Todos os procedimentos realizados neste estudo foram aprovados pelo Comitê Nacional de Cuidados e Uso de Animais da Universidade Nacional de Taiwan (Nº de Aprovação: NTU-109-EL-00029 e NTU-108-EL-00158).

1. Avaliação da alteração volêmica do cimento dentário

NOTA: Alterações no volume de cimento dental ocorrem durante o processo de cura. Testar as alterações de volume do cimento dentário antes da implantação e baseplating. Os pesquisadores podem testar qualquer marca de cimento dental e usar a marca com a menor mudança de volume para cimentar a placa de base. Um exemplo é mostrado na Figura 3.
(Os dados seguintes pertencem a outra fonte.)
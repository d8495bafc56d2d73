use async_trait::async_trait;
use serde::Deserialize;
use serde::Serialize;
use serde_json::Value;
use serde_json::json;

use crate::error::GatewayErr;
use crate::error::Result;

/// A schema-typed tool the planner may invoke, passed alongside every
/// completion request. Mirrors the shape a chat-completions-style API
/// expects: name, human-readable description, JSON Schema for arguments.
#[derive(Debug, Clone, Serialize)]
pub struct ToolSchema {
    pub name: String,
    pub description: String,
    pub parameters: Value,
}

#[derive(Debug, Clone)]
pub struct PlannerToolCall {
    pub id: String,
    pub name: String,
    pub arguments: Value,
}

/// One exchanged turn in the conversation sent to the planner.
#[derive(Debug, Clone)]
pub enum PlannerMessage {
    System(String),
    User(String),
    Assistant(String),
    ToolResult {
        call_id: String,
        name: String,
        content: String,
    },
}

/// What the planner produced for one invocation: either it is done talking
/// (final text) or it wants one or more tools invoked before continuing.
#[derive(Debug, Clone)]
pub enum PlannerTurn {
    Text(String),
    ToolCalls(Vec<PlannerToolCall>),
}

/// Pluggable language-model collaborator: takes the running conversation
/// plus the tool schemas available this turn, returns either text or a set
/// of tool calls to dispatch. The core treats every provider uniformly
/// through this trait; no vendor SDK is a hard dependency of the
/// orchestrator itself.
#[async_trait]
pub trait PlannerClient: Send + Sync {
    async fn complete(
        &self,
        messages: &[PlannerMessage],
        tools: &[ToolSchema],
    ) -> Result<PlannerTurn>;
}

/// Deterministic planner used for tests and offline demos: always asks for
/// the dataset schema once, then emits a final text summarizing that it has
/// no live model backing it. Never calls an execution tool on its own, so it
/// cannot be mistaken for a safety bypass.
pub struct StubPlannerClient;

#[async_trait]
impl PlannerClient for StubPlannerClient {
    async fn complete(
        &self,
        messages: &[PlannerMessage],
        tools: &[ToolSchema],
    ) -> Result<PlannerTurn> {
        let already_called_schema = messages.iter().any(|m| {
            matches!(m, PlannerMessage::ToolResult { name, .. } if name == "get_dataset_schema")
        });

        if !already_called_schema {
            if let Some(schema_tool) = tools.iter().find(|t| t.name == "get_dataset_schema") {
                let dataset_id = messages
                    .iter()
                    .rev()
                    .find_map(|m| match m {
                        PlannerMessage::User(text) => Some(text.clone()),
                        _ => None,
                    })
                    .unwrap_or_default();
                return Ok(PlannerTurn::ToolCalls(vec![PlannerToolCall {
                    id: "call_0".to_string(),
                    name: schema_tool.name.clone(),
                    arguments: json!({ "dataset_id": dataset_id, "question": dataset_id }),
                }]));
            }
        }

        Ok(PlannerTurn::Text(
            "no live planner is configured for this deployment".to_string(),
        ))
    }
}

#[derive(Debug, Serialize)]
struct ChatCompletionRequest<'a> {
    model: &'a str,
    messages: Vec<ChatMessageWire>,
    tools: Vec<ChatToolWire<'a>>,
}

#[derive(Debug, Serialize)]
struct ChatMessageWire {
    role: &'static str,
    #[serde(skip_serializing_if = "Option::is_none")]
    content: Option<String>,
    #[serde(skip_serializing_if = "Option::is_none")]
    tool_call_id: Option<String>,
}

#[derive(Debug, Serialize)]
struct ChatToolWire<'a> {
    #[serde(rename = "type")]
    kind: &'static str,
    function: &'a ToolSchema,
}

#[derive(Debug, Deserialize)]
struct ChatCompletionResponse {
    choices: Vec<ChatChoice>,
}

#[derive(Debug, Deserialize)]
struct ChatChoice {
    message: ChatResponseMessage,
}

#[derive(Debug, Deserialize)]
struct ChatResponseMessage {
    #[serde(default)]
    content: Option<String>,
    #[serde(default)]
    tool_calls: Vec<ChatToolCallWire>,
}

#[derive(Debug, Deserialize)]
struct ChatToolCallWire {
    id: String,
    function: ChatFunctionCallWire,
}

#[derive(Debug, Deserialize)]
struct ChatFunctionCallWire {
    name: String,
    arguments: String,
}

/// Generic OpenAI-compatible chat-completions client. Works against any
/// provider exposing the same `/chat/completions` tool-calling shape;
/// provider-specific SDKs are explicitly out of scope.
pub struct HttpPlannerClient {
    client: reqwest::Client,
    base_url: String,
    api_key: String,
    model: String,
}

impl HttpPlannerClient {
    pub fn new(base_url: String, api_key: String, model: String) -> Self {
        Self {
            client: reqwest::Client::new(),
            base_url,
            api_key,
            model,
        }
    }
}

#[async_trait]
impl PlannerClient for HttpPlannerClient {
    async fn complete(
        &self,
        messages: &[PlannerMessage],
        tools: &[ToolSchema],
    ) -> Result<PlannerTurn> {
        let wire_messages = messages
            .iter()
            .map(|m| match m {
                PlannerMessage::System(c) => ChatMessageWire {
                    role: "system",
                    content: Some(c.clone()),
                    tool_call_id: None,
                },
                PlannerMessage::User(c) => ChatMessageWire {
                    role: "user",
                    content: Some(c.clone()),
                    tool_call_id: None,
                },
                PlannerMessage::Assistant(c) => ChatMessageWire {
                    role: "assistant",
                    content: Some(c.clone()),
                    tool_call_id: None,
                },
                PlannerMessage::ToolResult { call_id, content, .. } => ChatMessageWire {
                    role: "tool",
                    content: Some(content.clone()),
                    tool_call_id: Some(call_id.clone()),
                },
            })
            .collect();

        let wire_tools = tools
            .iter()
            .map(|t| ChatToolWire {
                kind: "function",
                function: t,
            })
            .collect();

        let request = ChatCompletionRequest {
            model: &self.model,
            messages: wire_messages,
            tools: wire_tools,
        };

        let response = self
            .client
            .post(format!("{}/chat/completions", self.base_url))
            .bearer_auth(&self.api_key)
            .json(&request)
            .send()
            .await?
            .error_for_status()?
            .json::<ChatCompletionResponse>()
            .await?;

        let Some(choice) = response.choices.into_iter().next() else {
            return Err(GatewayErr::RunnerProtocol(
                "planner response had no choices".to_string(),
            ));
        };

        if !choice.message.tool_calls.is_empty() {
            let calls = choice
                .message
                .tool_calls
                .into_iter()
                .map(|c| PlannerToolCall {
                    id: c.id,
                    name: c.function.name,
                    arguments: serde_json::from_str(&c.function.arguments)
                        .unwrap_or(Value::Null),
                })
                .collect();
            return Ok(PlannerTurn::ToolCalls(calls));
        }

        Ok(PlannerTurn::Text(choice.message.content.unwrap_or_default()))
    }
}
1. Pesar 0,5 g de cada pó de cimento dentário e misturá-lo com a sua solução adequada (1 ml).
   NOTA: A relação pó/líquido recomendada nas instruções de cimento dentário é de 0,5 g de pó para 0,25 mL da solução para obter uma forma sólida. Este protocolo de ensaio dilui a relação para 0,5 g/ml para que a mistura possa ser aspirada sob a forma líquida, a fim de medir a mudança de volume nas pontas da pipeta.
2. Use as pontas da pipeta de 0,1-10 μL para remover 2,5 μL da mistura de cimento dentário e, em seguida, sele a ponta da pipeta com uma cola de cura leve.
3. Coloque as pontas em uma prateleira, marque os níveis mais altos da mistura de cimento dental e meça o nível da mistura de cimento dental após 40 minutos (vídeo suplementar S1).
4. Além de monitorar as mudanças de nível durante a cura do cimento dentário nas pontas, meça a densidade de cimento dental seco restante. Para calcular a densidade, meça o peso do cimento dentário e meça o volume com o princípio de Arquimedes.
   1. Em resumo, coloque o restante cimento dental seco em um copo cheio de água e pese a água que transborda.
5. Use o cimento dentário com o menor encolhimento para todos os protocolos detalhados abaixo.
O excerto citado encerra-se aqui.